When the taxpayer purchased each of the cars in question
The subsequent exchange of the manufacturer's certificate of origin for an Ohio certificate of title with respect to a particular car would only involve a transfer from the taxpayer to the taxpayer without consideration. It could not come within the definition of "sale" in R. C. 5739.01 (B).
It is not contended in this case that the sale from the manufacturer to the taxpayer was not an Ohio "sale."
In claiming that the sales of these cars were not taxable, the taxpayer and the Board of Tax Appeals in its decision relied upon the portion of R. C. 5739.01(E), which reads:
"(E) `Retail sale' and `sales at retail' include all sales except those in which the purpose of the consumer is:
"(1) To resell the thing transferred in the form in which the same is, or is to be, received by him;
"(2) * * * to use or consume the thing transferred * * * directly in making retail sales * * *."
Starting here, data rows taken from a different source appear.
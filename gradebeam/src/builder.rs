//! Grade beam model builder
//!
//! Turns a beam, a spring discretization and a load set into a frame model:
//! one member from the first node to the last, every node restrained in
//! DX, DZ and RX and carried by a vertical spring. The solver splits the
//! member at each intermediate node.

use fea_solver::loads as fea_loads;
use fea_solver::prelude::{
    AnalysisOptions, Dof, FEModel, LoadCombination, LoadDirection, Material, Member, Node,
    Section, Support,
};
use log::{debug, warn};
use serde::{Deserialize, Serialize};

use crate::beam::BeamProperties;
use crate::error::GradeBeamResult;
use crate::foundation::{DiscretizedModel, FoundationSpec};
use crate::loads::LoadSet;

/// Load case and combination name used for every grade beam model
pub const LOAD_COMBO: &str = "LC";
/// Name of the beam member
pub const MEMBER: &str = "M1";
const SECTION: &str = "GradeBeam";
/// Relative force imbalance reported as a warning
const STATICS_TOLERANCE: f64 = 1e-6;

/// Spring reactions of one solved model, ordered by increasing x
#[derive(Debug, Clone, PartialEq, Serialize, Deserialize)]
pub struct SpringReactions {
    /// Node names
    pub nodes: Vec<String>,
    /// Node x positions
    pub positions: Vec<f64>,
    /// Vertical spring force on the beam, positive up, rounded to one decimal
    pub reactions: Vec<f64>,
    /// Vertical nodal displacement, positive up
    pub settlements: Vec<f64>,
    /// Spring stiffness at each node
    pub spring_stiffness: Vec<f64>,
}

impl SpringReactions {
    /// Sum of the reported reactions
    pub fn total(&self) -> f64 {
        self.reactions.iter().sum()
    }

    /// Index and value of the largest reaction by magnitude
    pub fn peak(&self) -> Option<(usize, f64)> {
        self.reactions
            .iter()
            .copied()
            .enumerate()
            .max_by(|a, b| a.1.abs().total_cmp(&b.1.abs()))
    }
}

/// Build the frame model for one discretization
pub fn build_model(
    beam: &BeamProperties,
    springs: &DiscretizedModel,
    loads: &LoadSet,
) -> GradeBeamResult<FEModel> {
    loads.validate(beam.length)?;

    let mut model = FEModel::new();
    model.add_material(
        &beam.material,
        Material::new(beam.e, beam.shear_modulus(), beam.nu, beam.rho),
    )?;
    model.add_section(SECTION, Section::new(beam.area, beam.iy, beam.iz, beam.j))?;

    for ((name, &x), &k) in springs.nodes.iter().zip(&springs.positions).zip(&springs.stiffnesses) {
        model.add_node(name, Node::new(x, 0.0, 0.0))?;
        model.add_support(
            name,
            Support::with_restraints(true, false, true, true, false, false).with_spring(Dof::DY, k),
        )?;
    }

    model.add_member(
        MEMBER,
        Member::new(springs.first_node(), springs.last_node(), &beam.material, SECTION),
    )?;
    model.add_load_combo(LoadCombination::single(LOAD_COMBO, LOAD_COMBO))?;

    // "+down" loads act along negative local y
    for p in &loads.point_loads {
        model.add_member_point_load(
            MEMBER,
            fea_loads::PointLoad::new(-p.magnitude, p.location, LoadDirection::Fy, LOAD_COMBO),
        )?;
    }
    for m in &loads.point_moments {
        model.add_member_point_load(
            MEMBER,
            fea_loads::PointLoad::moment_z(m.magnitude, m.location, LOAD_COMBO),
        )?;
    }
    for w in &loads.distributed_loads {
        model.add_member_dist_load(
            MEMBER,
            fea_loads::DistributedLoad::new(-w.w1, -w.w2, w.x1, w.x2, LoadDirection::Fy, LOAD_COMBO),
        )?;
    }

    Ok(model)
}

/// Solve a discretized grade beam and read the spring reactions
pub fn solve(
    beam: &BeamProperties,
    springs: &DiscretizedModel,
    loads: &LoadSet,
) -> GradeBeamResult<SpringReactions> {
    let mut model = build_model(beam, springs, loads)?;
    model.analyze(AnalysisOptions::linear())?;

    let statics = model.statics_check(LOAD_COMBO)?;
    if !statics.is_balanced(STATICS_TOLERANCE) {
        warn!(
            "Spring reactions miss the applied load by {:?} on {} springs",
            statics.residual(),
            springs.len()
        );
    }

    let mut reactions = Vec::with_capacity(springs.len());
    let mut settlements = Vec::with_capacity(springs.len());
    for name in &springs.nodes {
        reactions.push(round_to_tenth(model.node_reactions(name, LOAD_COMBO)?.fy));
        settlements.push(model.node_displacement(name, LOAD_COMBO)?.dy);
    }
    debug!("Solved {} springs, reactions {:?}", springs.len(), reactions);

    Ok(SpringReactions {
        nodes: springs.nodes.clone(),
        positions: springs.positions.clone(),
        reactions,
        settlements,
        spring_stiffness: springs.stiffnesses.clone(),
    })
}

/// Build and solve a grade beam on `n_springs` equal springs for one modulus
pub fn build_and_solve(
    beam: &BeamProperties,
    subgrade_modulus: f64,
    n_springs: usize,
    loads: &LoadSet,
) -> GradeBeamResult<SpringReactions> {
    let foundation = FoundationSpec::new(subgrade_modulus, n_springs);
    let springs = DiscretizedModel::uniform(beam, &foundation)?;
    solve(beam, &springs, loads)
}

/// Round to one decimal; -0.0 comes out as 0.0
fn round_to_tenth(value: f64) -> f64 {
    (value * 10.0).round() / 10.0 + 0.0
}

#[cfg(test)]
mod tests {
    use super::*;
    use crate::error::GradeBeamError;

    #[test]
    fn test_model_layout() {
        let beam = BeamProperties::default();
        let springs = DiscretizedModel::uniform(&beam, &FoundationSpec::new(1.0, 5)).unwrap();
        let loads = LoadSet::new().with_point_load(1000.0, 2500.0);
        let model = build_model(&beam, &springs, &loads).unwrap();

        assert_eq!(model.node_names(), ["node1", "node2", "node3", "node4", "node5"]);
        assert_eq!(model.members[MEMBER].j_node, "node5");
        let support = model.supports["node3"];
        assert!(support.dx && support.dz && support.rx);
        assert!(!support.dy && !support.ry && !support.rz);
        assert_eq!(support.spring(Dof::DY), Some(400000.0));
        assert_eq!(model.member_point_loads[MEMBER][0].magnitude, -1000.0);
    }

    #[test]
    fn test_rounding() {
        assert_eq!(round_to_tenth(1234.56), 1234.6);
        assert_eq!(round_to_tenth(-0.04), 0.0);
        assert!(round_to_tenth(-0.04).is_sign_positive());
        assert_eq!(round_to_tenth(-1234.56), -1234.6);
        assert_eq!(format!("{}", round_to_tenth(-1e-9)), "0");
    }

    #[test]
    fn test_out_of_range_load_is_invalid_input() {
        let beam = BeamProperties::default();
        let loads = LoadSet::new().with_point_load(1.0, 10001.0);
        let err = build_and_solve(&beam, 1.0, 10, &loads).unwrap_err();
        assert!(matches!(err, GradeBeamError::InvalidInput { .. }));
    }

    #[test]
    fn test_bad_section_is_solver_failure() {
        let beam = BeamProperties::default().with_inertia(0.0, 1.0);
        let loads = LoadSet::new().with_point_load(1.0, 5000.0);
        let err = build_and_solve(&beam, 1.0, 10, &loads).unwrap_err();
        assert!(matches!(err, GradeBeamError::SolverFailure(_)), "got {err}");
    }
}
The categories involved in this appeal are as follows:
Category 2. "Units assigned to personnel who carry licenses, or officers of the corporation (who don't require sales licenses) who actively solicit sales and/or make sales."
Category 3. "Units assigned to retail sales personnel who engage only in selling vehicles."
Category 5. "Units not assigned directly to anyone but kept at sales department to be available to all sales personnel for demonstration."
Category 6. "Units that were assigned to other persons for the purpose of exposure to the public."
Also, there is insufficient evidence in the record to support a reasonable conclusion that the cars in category 6 were to be used or consumed directly in making retail sales. Hence, to the extent that the board's decision relieved the sales of cars in that category from sales tax, it must be reversed.
However, as to those cars in Categories 2, 3 and 5, there is sufficient evidence to support a reasonable conclusion that the primary use of each, as distinguished from its incidental uses (See Jewell Companies v. Porterfield , 21 Ohio St.2d 97, and Mead Corp. v. Glander , 153 Ohio St. 539, 93 N.E.2d 19), was to be a use directly in making retail sales.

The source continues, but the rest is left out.